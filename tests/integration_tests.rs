//! Integration tests for the mockgen frontend and tooling layer

use std::fs;
use std::path::Path;

use mockgen::ast::*;
use mockgen::{FileBuilder, ParseConfig, ProjectPathFinder, SyntaxFileBuilder, discover_sources};
use mockgen::project::ExplicitWorkspacePath;
use mockgen_core::lang::ownership::Ownership;

fn fixture(path: &str) -> String {
    fs::read_to_string(Path::new("tests/fixtures").join(path)).unwrap()
}

/// Test that all valid fixtures build without diagnostics
#[test]
fn test_valid_fixtures() {
    let sources = discover_sources(Path::new("tests/fixtures/valid"), &ParseConfig::default()).unwrap();
    assert!(!sources.is_empty());
    for file in &sources {
        let parsed = SyntaxFileBuilder::new().build(&file.source);
        assert!(
            parsed.diagnostics.is_empty(),
            "{} produced diagnostics: {:?}",
            file.path.display(),
            parsed.diagnostics
        );
    }
}

#[test]
fn test_invalid_member_is_reported_and_skipped() {
    let parsed = SyntaxFileBuilder::new().build(&fixture("invalid/broken_member.swift"));
    assert_eq!(parsed.diagnostics.len(), 1);
    let broken = parsed.node.type_declarations().next().unwrap();
    let names: Vec<_> = broken.function_declarations().map(|f| f.name.as_str()).collect();
    assert_eq!(names, ["ok", "alsoOk"]);
}

#[test]
fn test_service_fixture_members() {
    let parsed = SyntaxFileBuilder::new().build(&fixture("valid/service.swift"));
    let service = parsed.node.type_declarations().find(|t| t.name == "Service").unwrap();
    assert_eq!(service.kind, TypeDeclarationKind::Class);
    let inherited: Vec<_> = service.inherited_types.iter().map(|t| t.name.as_str()).collect();
    assert_eq!(inherited, ["NSObject", "Sendable"]);

    let vars: Vec<_> = service.variable_declarations().collect();
    let facts: Vec<_> = vars.iter().map(|v| (v.name.as_str(), v.is_writable, v.ownership)).collect();
    assert_eq!(
        facts,
        [
            ("delegate", true, Some(Ownership::Weak)),
            ("count", true, None),
            ("name", false, None),
            ("isReady", false, None),
        ]
    );

    let fetch = service.function_declarations().find(|f| f.name == "fetch").unwrap();
    assert!(fetch.throws);
    assert_eq!(fetch.return_type.as_ref().unwrap().kind, TypeKind::Dictionary);
}

#[test]
fn test_store_fixture_protocol_and_generic_struct() {
    let parsed = SyntaxFileBuilder::new().build(&fixture("valid/store.swift"));
    let kinds: Vec<_> = parsed.node.type_declarations().map(|t| (t.kind, t.name.as_str())).collect();
    assert_eq!(
        kinds,
        [
            (TypeDeclarationKind::Protocol, "Store"),
            (TypeDeclarationKind::Extension, "Store"),
            (TypeDeclarationKind::Struct, "Box"),
        ]
    );

    let store = &parsed.node.type_declarations().next().unwrap();
    let writable: Vec<_> = store.variable_declarations().map(|v| (v.name.as_str(), v.is_writable)).collect();
    assert_eq!(writable, [("values", true), ("count", false)]);
    let empty = store.function_declarations().find(|f| f.name == "empty").unwrap();
    assert!(empty.is_static);
    assert_eq!(empty.return_type.as_ref().unwrap().name, "Self");

    let boxed = parsed.node.type_declarations().nth(2).unwrap();
    let inherited: Vec<_> = boxed.inherited_types.iter().map(|t| t.name.as_str()).collect();
    assert_eq!(inherited, ["Store", "Sendable"]);
    let owner = boxed.variable_declarations().find(|v| v.name == "owner").unwrap();
    assert_eq!(owner.ownership, Some(Ownership::UnownedUnsafe));
    let on_change = boxed.variable_declarations().find(|v| v.name == "onChange").unwrap();
    assert!(on_change.is_writable);
    assert_eq!(on_change.type_annotation.as_ref().unwrap().kind, TypeKind::Optional);
}

#[test]
fn test_open_project_to_sources() {
    let root = fs::canonicalize("tests/fixtures").unwrap();
    let finder = ProjectPathFinder::new(ExplicitWorkspacePath::new(root.display().to_string()));
    let project = finder.find_open_project_path().unwrap();
    let sources = discover_sources(&project.source_root(), &ParseConfig::default()).unwrap();
    let names: Vec<_> = sources
        .iter()
        .map(|s| s.path.file_name().unwrap().to_string_lossy().into_owned())
        .collect();
    assert_eq!(names, ["broken_member.swift", "service.swift", "store.swift"]);
}

#[test]
fn test_nesting_limit_from_config() {
    let source = "struct A { struct B { struct C { let x: Int } } }";
    let shallow = SyntaxFileBuilder::with_config(ParseConfig::new().with_max_nesting_depth(2)).build(source);
    assert!(shallow.has_errors());
    let deep = SyntaxFileBuilder::new().build(source);
    assert!(!deep.has_errors());
}
//! CLI module for mockgen
//!
//! ## Commands
//!
//! - `outline <file>` - Build the element tree and print an indented outline
//! - `type <text>` - Parse a type identifier
//! - `tokens <file>` - Dump lexer tokens (debug)
//! - `scan [project]` - Discover the project's Swift sources and count declarations
//!
//! ## Design
//!
//! The CLI uses clap for argument parsing with derive macros.
//! Command functions return `CliResult<T>` instead of calling `process::exit`.
//! Only the top-level `run()` function handles errors and exits.

// Enforce explicit error handling - no panicking in production code
#![deny(clippy::unwrap_used)]
#![deny(clippy::expect_used)]

pub mod commands;

use std::fmt;
use std::path::PathBuf;
use std::process;

use clap::{Parser, Subcommand};

// ============================================================================
// CLI Error handling
// ============================================================================

/// Exit code for CLI operations.
#[derive(Debug, Clone, Copy, PartialEq, Eq)]
pub struct ExitCode(pub i32);

impl ExitCode {
    pub const SUCCESS: ExitCode = ExitCode(0);
    pub const FAILURE: ExitCode = ExitCode(1);
    /// The command ran but reported syntax diagnostics.
    pub const DIAGNOSTICS: ExitCode = ExitCode(2);
}

/// Error type for CLI operations.
///
/// Contains a user-facing message and an exit code. The CLI entry point
/// catches these errors, prints the message, and exits with the code.
#[derive(Debug)]
pub struct CliError {
    /// User-facing error message (already formatted for display)
    pub message: String,
    /// Exit code to return to the shell
    pub exit_code: ExitCode,
}

impl CliError {
    pub fn new(message: impl Into<String>, exit_code: ExitCode) -> Self {
        Self {
            message: message.into(),
            exit_code,
        }
    }

    /// Create a failure error (exit code 1).
    pub fn failure(message: impl Into<String>) -> Self {
        Self::new(message, ExitCode::FAILURE)
    }
}

impl fmt::Display for CliError {
    fn fmt(&self, f: &mut fmt::Formatter<'_>) -> fmt::Result {
        write!(f, "{}", self.message)
    }
}

impl std::error::Error for CliError {}

/// Result type for CLI operations.
pub type CliResult<T> = Result<T, CliError>;

const VERSION: &str = env!("CARGO_PKG_VERSION");

// ============================================================================
// Clap CLI definition
// ============================================================================

/// Structural Swift parser for mock generation
#[derive(Parser, Debug)]
#[command(name = "mockgen")]
#[command(version = VERSION)]
#[command(about = "Structural Swift parser for mock generation", long_about = None)]
pub struct Cli {
    #[command(subcommand)]
    pub command: Command,

    /// Maximum nesting depth for types, parameter clauses and type bodies
    #[arg(long = "max-depth", value_name = "N", global = true)]
    pub max_depth: Option<usize>,
}

#[derive(Subcommand, Debug)]
pub enum Command {
    /// Build the element tree for a file and print an indented outline
    Outline {
        /// Swift source file
        #[arg(value_name = "FILE")]
        file: PathBuf,
        /// Structure index (JSON) to build from instead of the grammars
        #[arg(long, value_name = "JSON")]
        index: Option<PathBuf>,
        /// Append byte ranges
        #[arg(long)]
        spans: bool,
        /// Only print declarations
        #[arg(long)]
        declarations: bool,
    },

    /// Parse a type identifier and print its canonical name and span
    Type {
        #[arg(value_name = "TEXT")]
        text: String,
    },

    /// Dump lexer tokens (debug)
    Tokens {
        #[arg(value_name = "FILE")]
        file: PathBuf,
    },

    /// Discover the open project's Swift sources and print declaration counts
    Scan {
        /// Workspace, project or directory (default: $MOCKGEN_OPEN_PROJECT)
        #[arg(value_name = "PROJECT")]
        project: Option<String>,
        /// Print the summary as JSON
        #[arg(long)]
        json: bool,
    },
}

// ============================================================================
// CLI entry point
// ============================================================================

/// Main CLI entry point.
///
/// This is the only place where `process::exit` is called. All command
/// implementations return `CliResult` and errors are handled here.
pub fn run() {
    let cli = Cli::parse();

    match execute(cli) {
        Ok(exit_code) => {
            if exit_code != ExitCode::SUCCESS {
                process::exit(exit_code.0);
            }
        }
        Err(e) => {
            if !e.message.is_empty() {
                eprintln!("{}", e.message);
            }
            process::exit(e.exit_code.0);
        }
    }
}

/// Execute the CLI command and return result.
fn execute(cli: Cli) -> CliResult<ExitCode> {
    let config = commands::parse_config(cli.max_depth);
    match cli.command {
        Command::Outline {
            file,
            index,
            spans,
            declarations,
        } => commands::outline_file(&file, index.as_deref(), spans, declarations, config),
        Command::Type { text } => commands::parse_type_text(&text, config),
        Command::Tokens { file } => commands::dump_tokens(&file, config),
        Command::Scan { project, json } => commands::scan_project(project, json, config),
    }
}

// ============================================================================
// Tests
// ============================================================================

#[cfg(test)]
#[allow(clippy::unwrap_used)]
mod tests {
    use super::*;

    #[test]
    fn test_cli_parse_outline() {
        let cli = Cli::try_parse_from(["mockgen", "outline", "A.swift", "--index", "A.json", "--spans"]).unwrap();
        if let Command::Outline { file, index, spans, .. } = cli.command {
            assert_eq!(file, PathBuf::from("A.swift"));
            assert_eq!(index, Some(PathBuf::from("A.json")));
            assert!(spans);
        } else {
            panic!("Expected Outline command");
        }
    }

    #[test]
    fn test_cli_parse_type() {
        let cli = Cli::try_parse_from(["mockgen", "type", "[String: Int]?"]).unwrap();
        assert!(matches!(cli.command, Command::Type { ref text } if text == "[String: Int]?"));
    }

    #[test]
    fn test_cli_parse_scan_without_project() {
        let cli = Cli::try_parse_from(["mockgen", "scan", "--json"]).unwrap();
        assert!(matches!(cli.command, Command::Scan { project: None, json: true }));
    }

    #[test]
    fn test_cli_parse_global_max_depth() {
        let cli = Cli::try_parse_from(["mockgen", "tokens", "A.swift", "--max-depth", "8"]).unwrap();
        assert_eq!(cli.max_depth, Some(8));
        assert!(matches!(cli.command, Command::Tokens { .. }));
    }

    #[test]
    fn test_cli_requires_subcommand() {
        assert!(Cli::try_parse_from(["mockgen"]).is_err());
    }
}
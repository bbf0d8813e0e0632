/// Grammar entry points for callers that drive a [`Parser`] themselves, typically over a token window.
impl<'a> Parser<'a> {
    pub fn parse_type_identifier(&mut self) -> Result<TypeIdentifier, SyntaxError> {
        self.type_identifier()
    }

    pub fn parse_self_expression(&mut self) -> Result<SelfExpression, SyntaxError> {
        self.self_expression()
    }

    /// Function or initializer declaration, leading attributes and modifiers included. The body is not consumed.
    pub fn parse_function_declaration(&mut self) -> Result<FunctionDeclaration, SyntaxError> {
        self.function_declaration()
    }

    pub fn parse_subscript_declaration(&mut self) -> Result<SubscriptDeclaration, SyntaxError> {
        self.subscript_declaration()
    }

    /// First binding of a `var`/`let` declaration (the keyword may be omitted).
    pub fn parse_variable_declaration(&mut self) -> Result<VariableDeclaration, SyntaxError> {
        let start = self.current_offset();
        let modifiers = self.declaration_modifiers();
        let is_let = self.check_keyword(KeywordId::Let);
        if is_let || self.check_keyword(KeywordId::Var) {
            self.advance();
        }
        self.variable_binding(start, is_let, modifiers)
    }

    pub fn parse_getter_setter_block(&mut self) -> Result<GetterSetterKeywordBlock, SyntaxError> {
        self.getter_setter_block()
    }

    /// Inherited types after a type's name: optional generic clause, then `: A, B`.
    pub fn parse_inheritance(&mut self) -> Result<Vec<TypeIdentifier>, SyntaxError> {
        if self.check_punct(PunctuationId::LAngle) {
            self.skip_angle_clause();
        }
        self.inheritance_clause()
    }
}

/// Lex `source` and run one grammar rule from its first token.
fn parse_fragment<T>(
    source: &str,
    config: ParseConfig,
    rule: impl FnOnce(&mut Parser<'_>) -> Result<T, SyntaxError>,
) -> Result<Parsed<T>, SyntaxError> {
    let (tokens, mut diagnostics) = lexer::lex_lossy(source);
    let mut parser = Parser::new(source, &tokens).with_config(config);
    let node = rule(&mut parser)?;
    diagnostics.extend(parser.take_errors());
    Ok(Parsed::new(node, diagnostics))
}

/// Parse a type identifier such as `[String: Int]?` or `A & B`.
///
/// Parsing stops at the first token that cannot continue the type; the returned span covers exactly the
/// consumed text.
///
/// ## Errors
/// Returns [`ErrorKind::EmptyType`] for empty input, and a syntax error for malformed sugar (`[Type)`).
#[tracing::instrument(skip_all, fields(source_len = source.len()))]
pub fn parse_type(source: &str) -> Result<TypeIdentifier, SyntaxError> {
    parse_type_with(source, ParseConfig::default())
}

pub fn parse_type_with(source: &str, config: ParseConfig) -> Result<TypeIdentifier, SyntaxError> {
    parse_fragment(source, config, |p| p.type_identifier()).map(|parsed| parsed.node)
}

/// Classify a `self` expression: bare, member, `self.init` or subscript.
pub fn parse_self_expression(source: &str) -> Result<SelfExpression, SyntaxError> {
    parse_fragment(source, ParseConfig::default(), |p| p.self_expression()).map(|parsed| parsed.node)
}

/// Parse a function, initializer or operator declaration signature.
///
/// Parameters that fail to parse are skipped and reported in [`Parsed::diagnostics`].
#[tracing::instrument(skip_all, fields(source_len = source.len()))]
pub fn parse_function_declaration(source: &str) -> Result<Parsed<FunctionDeclaration>, SyntaxError> {
    parse_fragment(source, ParseConfig::default(), |p| p.function_declaration())
}

/// Parse a subscript declaration, with or without the leading `subscript` keyword.
#[tracing::instrument(skip_all, fields(source_len = source.len()))]
pub fn parse_subscript_declaration(source: &str) -> Result<Parsed<SubscriptDeclaration>, SyntaxError> {
    parse_fragment(source, ParseConfig::default(), |p| p.subscript_declaration())
}

pub fn parse_variable_declaration(source: &str) -> Result<VariableDeclaration, SyntaxError> {
    parse_fragment(source, ParseConfig::default(), |p| p.parse_variable_declaration()).map(|parsed| parsed.node)
}

/// Parse a `{ get set }` accessor keyword block.
pub fn parse_getter_setter_block(source: &str) -> Result<GetterSetterKeywordBlock, SyntaxError> {
    parse_fragment(source, ParseConfig::default(), |p| p.getter_setter_block()).map(|parsed| parsed.node)
}

/// Parse a whole file with the default configuration.
pub fn parse_file(source: &str) -> Parsed<File> {
    parse_file_with(source, ParseConfig::default())
}

/// Parse a whole file: lexer diagnostics first, then grammar diagnostics.
#[tracing::instrument(skip_all, fields(source_len = source.len()))]
pub fn parse_file_with(source: &str, config: ParseConfig) -> Parsed<File> {
    let (tokens, mut diagnostics) = lexer::lex_lossy(source);
    let parsed = Parser::new(source, &tokens).with_config(config).parse_file();
    diagnostics.extend(parsed.diagnostics);
    Parsed::new(parsed.node, diagnostics)
}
━━━━
Try it: Show every line in the listing above that carries the word "boxed".

Exercise output:
    let boxed = parsed.node.type_declarations().nth(2).unwrap();
    let inherited: Vec<_> = boxed.inherited_types.iter().map(|t| t.name.as_str()).collect();
    let owner = boxed.variable_declarations().find(|v| v.name == "owner").unwrap();
    let on_change = boxed.variable_declarations().find(|v| v.name == "onChange").unwrap();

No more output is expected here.